Now consider splitting the sampling units into two partitions such that $\underline{y} = \begin{bmatrix} \underline{y}_1 \\ \underline{y}_2 \end{bmatrix}$. Then,

\vfill

$$\begin{bmatrix}\underline{y}_1 \\ \underline{y}_2 \end{bmatrix} \sim N \left( \begin{bmatrix}X_1 \\ X_2 \end{bmatrix} \underline{\beta}  ,
\begin{bmatrix} \Sigma_{11} & \Sigma_{12} \\ \Sigma_{12} & \Sigma_{22} \end{bmatrix}\right)$$

\vfill

Fundamentally, there is no change to the model, we have just created "groups" by partitioning the model. Do note that $\Sigma_{11}$ is an $n_1 \times n_1$ covariance matrix.

$$\Sigma_{11} = \begin{bmatrix}
\sigma^2_1 & \sigma_{12} & \cdots &\sigma_{1n_1} \\
\sigma_{22} & \sigma^2_2 &   \cdots &\sigma_{2n_1} \\
\sigma_{31} & \sigma_{32} &   \ddots &\sigma_{3n_1} \\
\vdots & \vdots &   \ddots &\vdots \\
\sigma_{n_1 1} & \sigma_{n_1 2} &   \ddots &\sigma^2_{n_1} 
\end{bmatrix}$$

\vfill

However, while $\Sigma_{12} = \Sigma_{21}^T$, neither of these are necessarily symmetric matrices.
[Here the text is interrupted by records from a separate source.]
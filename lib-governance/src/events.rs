//! Governance Ledger Events

use serde::{Deserialize, Serialize};

use lib_types::{Address, Amount, BlockHeight};

use crate::params::ProtocolParam;

/// Ledger events, drained by the host after each operation
#[derive(Debug, Clone, Serialize, Deserialize, PartialEq, Eq)]
pub enum LedgerEvent {
    // ------------------------------------------------------------------
    // Token lock
    // ------------------------------------------------------------------
    TokensLocked {
        holder: Address,
        amount: Amount,
        block_height: BlockHeight,
    },

    TokensUnlocked {
        holder: Address,
        amount: Amount,
        block_height: BlockHeight,
    },

    // ------------------------------------------------------------------
    // Delegation
    // ------------------------------------------------------------------
    VotingRightsDelegated {
        from: Address,
        to: Address,
        amount: Amount,
    },

    VotingRightsDelegationWithdrawn {
        from: Address,
        to: Address,
        amount: Amount,
    },

    PoSaTDelegated {
        from: Address,
        to: Address,
        amount: Amount,
    },

    PoSaTDelegationWithdrawn {
        from: Address,
        to: Address,
        amount: Amount,
    },

    // ------------------------------------------------------------------
    // O10 and votes of confidence
    // ------------------------------------------------------------------
    O10Authorized {
        holder: Address,
        reserve: Amount,
        block_height: BlockHeight,
    },

    O10Deauthorized {
        holder: Address,
        released: Amount,
        block_height: BlockHeight,
    },

    VoteOfConfidence {
        truster: Address,
        trustee: Address,
        locked: Amount,
        block_height: BlockHeight,
    },

    VoteRevoked {
        truster: Address,
        trustee: Address,
        released: Amount,
        block_height: BlockHeight,
    },

    RewardGranted {
        truster: Address,
        trustee: Address,
        cycles: u64,
        amount: Amount,
        block_height: BlockHeight,
    },

    // ------------------------------------------------------------------
    // O5 channel
    // ------------------------------------------------------------------
    O5Authorized {
        function_signature: String,
        cumulative_vote: Amount,
        signers: Vec<Address>,
        block_height: BlockHeight,
    },

    ParameterModified {
        param: ProtocolParam,
        old: u128,
        new: u128,
    },

    NoConfidence {
        target: Address,
    },

    Dissolved {
        submitter: Address,
        block_height: BlockHeight,
    },

    DissolutionWithdrawal {
        holder: Address,
        amount: Amount,
    },
}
They also do not have any variance components, but rather just covariance terms. $\Sigma_{12}$ will be an $n_1 \times n_2$ matrix.

$$\Sigma_{11} = \begin{bmatrix}
\sigma_{1,n_1 +1} & \sigma_{1,n_1 + 2} & \cdots &\sigma_{1,n_1 + n_2} \\
\sigma_{2, n_1 + 1} & \sigma_{2, n1 + 2} &   \cdots &\sigma_{2,n_1 + n_2} \\
\vdots & \vdots &   \ddots &\vdots \\
\sigma_{n_1, n_1 + 1} & \sigma_{n_1, n_1 + 2} &   \ddots &\sigma_{n_1, n_1 + n_2} 
\end{bmatrix}$$

\newpage

### Conditional Multivariate Normal

Here is where the magic happens with correlated data. Let $\underline{y_1}|\underline{Y_2}=\underline{y_2}$ be a conditional distribution for $\underline{y_1}$ given that $\underline{y_2}$ is known. Then

\vfill

$$\underline{y_1}|\underline{y_2} \sim N \left( X_1\beta + \Sigma_{12} \Sigma_{22}^{-1}\left(\underline{y_2} - X_2\beta \right), \Sigma_{11} - \Sigma_{12} \Sigma_{22}^{-1} \Sigma_{21} \right)$$
\vfill

Now let's consider a few special cases (in the context of the DC housing dataset.) What is $\underline{y_1}|\underline{y_2}  \sim$

\vfill

1. Let $\Sigma = \sigma^2 I$, then the batch of houses in group 1 are conditionally dependent from the houses in group 2 

\vfill

2. Otherwise, let $\Sigma = \sigma^2 H$ and we'll assume $\Sigma_{12}$ has some non-zero elements. 
\vfill

First a quick interlude about matrix inversion. The inverse of a symmetric matrix is defined such that $E \times E^{-1} = I$. We can calculate the inverse of a matrix for a $1 \times 1$ matrix, perhaps as $2 \times 2$, matrix and maybe even a $3 \times 3$ matrix. However, beyond that it is quite challenging and time consuming. Furthermore, it is also (relatively) time intensive for your computer.

\vfill

\newpage

#### Visual Example

Let $n_1 = 1$ and $n_2 = 1$, then

$$\begin{bmatrix}y_1 \\ y_2 \end{bmatrix} \sim N \left( \begin{bmatrix}\mu_1 \\ \mu_2 \end{bmatrix}   ,
\begin{bmatrix} \sigma^2_{1} & \sigma_{12} \\ \sigma_{12} & \sigma_{2}^2 \end{bmatrix}\right)$$

and

$$y_1|y_2 \sim N \left( \mu_1 + \sigma_{12} (\sigma_{2}^{2})^{-1}\left(y_2 - \mu_2 \right), \sigma_{1}^2 - \sigma_{12} (\sigma_{2}^{2})^{-1} \sigma_{21} \right)$$
\vfill

Now consider an illustration for a couple simple scenarios. Let $\mu_1 = \mu_2 = 0$ and $\sigma^2_1 = \sigma^2_2 = 1$. Now assume $y_2 = -2$ and we compare the conditional distribution for a few values of $\sigma_{12}$ = {0, .2, .8}. Plot these three distributions on the same figure.



\vfill

#### Marginal Distributions

One last note, the marginal distributions for any partition $\underline{y_1}$ are quite simple.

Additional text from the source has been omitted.